= DATA SUPPLIED =
• • • • •
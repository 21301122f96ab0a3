// ─────────────────────────────────────────────────────────────────────
// SCPN Magnetics — Constants
// © 1998–2026 Miroslav Šotek. All rights reserved.
// Contact: www.anulum.li | protoscience@anulum.li
// ORCID: https://orcid.org/0009-0009-3560-0851
// License: GNU AGPL v3 | Commercial licensing available
// ─────────────────────────────────────────────────────────────────────
/// Vacuum permeability (H/m), 4π × 10⁻⁷ exactly.
pub const MU0_SI: f64 = 4.0e-7 * std::f64::consts::PI;

/// Smallest admissible number of loops in a discretized solenoid.
/// A winding shorter than one turn spacing still contributes one loop.
pub const MIN_LOOP_COUNT: usize = 1;
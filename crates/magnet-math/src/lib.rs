//! Mathematical primitives for SCPN Magnetics.

pub mod elliptic;
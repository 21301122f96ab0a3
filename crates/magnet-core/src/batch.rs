// ─────────────────────────────────────────────────────────────────────
// SCPN Magnetics — Batch Evaluation
// © 1998–2026 Miroslav Šotek. All rights reserved.
// Contact: www.anulum.li | protoscience@anulum.li
// ORCID: https://orcid.org/0009-0009-3560-0851
// License: GNU AGPL v3 | Commercial licensing available
// ─────────────────────────────────────────────────────────────────────
//! Shape-preserving batch evaluation over ndarray coordinate arrays.
//!
//! Applies a scalar `FieldSource` elementwise to x/y/z arrays of any
//! (identical) shape. Edge-case branches are taken per element, so one
//! point landing on a conductor yields its NaN sample and diagnostic
//! without poisoning the rest of the batch.

use ndarray::{Array, Dimension};

use magnet_types::error::{MagnetError, MagnetResult};

use crate::source::{FieldDiagnostic, FieldSource};

/// Field components over a batch of query points, same shape as the
/// inputs, plus the diagnostics collected along the way.
#[derive(Debug, Clone)]
pub struct FieldBatch<D: Dimension> {
    pub bx: Array<f64, D>,
    pub by: Array<f64, D>,
    pub bz: Array<f64, D>,
    /// One entry per singular query point, in element order.
    pub diagnostics: Vec<FieldDiagnostic>,
}

/// Evaluate `source` at every (x[i], y[i], z[i]).
///
/// The three coordinate arrays must share one shape; a mismatch is a
/// configuration error. Output arrays preserve that shape.
pub fn field_batch<F, D>(
    source: &F,
    x: &Array<f64, D>,
    y: &Array<f64, D>,
    z: &Array<f64, D>,
) -> MagnetResult<FieldBatch<D>>
where
    F: FieldSource,
    D: Dimension,
{
    if x.shape() != y.shape() || x.shape() != z.shape() {
        return Err(MagnetError::ConfigError(format!(
            "coordinate shape mismatch: x {:?}, y {:?}, z {:?}",
            x.shape(),
            y.shape(),
            z.shape()
        )));
    }

    let mut bx = Vec::with_capacity(x.len());
    let mut by = Vec::with_capacity(x.len());
    let mut bz = Vec::with_capacity(x.len());
    let mut diagnostics = Vec::new();

    for ((&xi, &yi), &zi) in x.iter().zip(y.iter()).zip(z.iter()) {
        let s = source.field(xi, yi, zi);
        bx.push(s.bx);
        by.push(s.by);
        bz.push(s.bz);
        if let Some(d) = s.diagnostic {
            diagnostics.push(d);
        }
    }

    let dim = x.raw_dim();
    let shape_err =
        |e: ndarray::ShapeError| MagnetError::ConfigError(format!("batch reshape failed: {e}"));

    Ok(FieldBatch {
        bx: Array::from_shape_vec(dim.clone(), bx).map_err(shape_err)?,
        by: Array::from_shape_vec(dim.clone(), by).map_err(shape_err)?,
        bz: Array::from_shape_vec(dim, bz).map_err(shape_err)?,
        diagnostics,
    })
}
• • • • •
= THE PROBLEM =
Nothing but the lines from the one with "let dim = x.raw_dim();" through the last line of the records above should be retyped, and those word for word.

= RESULT =
    let dim = x.raw_dim();
    let shape_err =
        |e: ndarray::ShapeError| MagnetError::ConfigError(format!("batch reshape failed: {e}"));

    Ok(FieldBatch {
        bx: Array::from_shape_vec(dim.clone(), bx).map_err(shape_err)?,
        by: Array::from_shape_vec(dim.clone(), by).map_err(shape_err)?,
        bz: Array::from_shape_vec(dim, bz).map_err(shape_err)?,
        diagnostics,
    })
}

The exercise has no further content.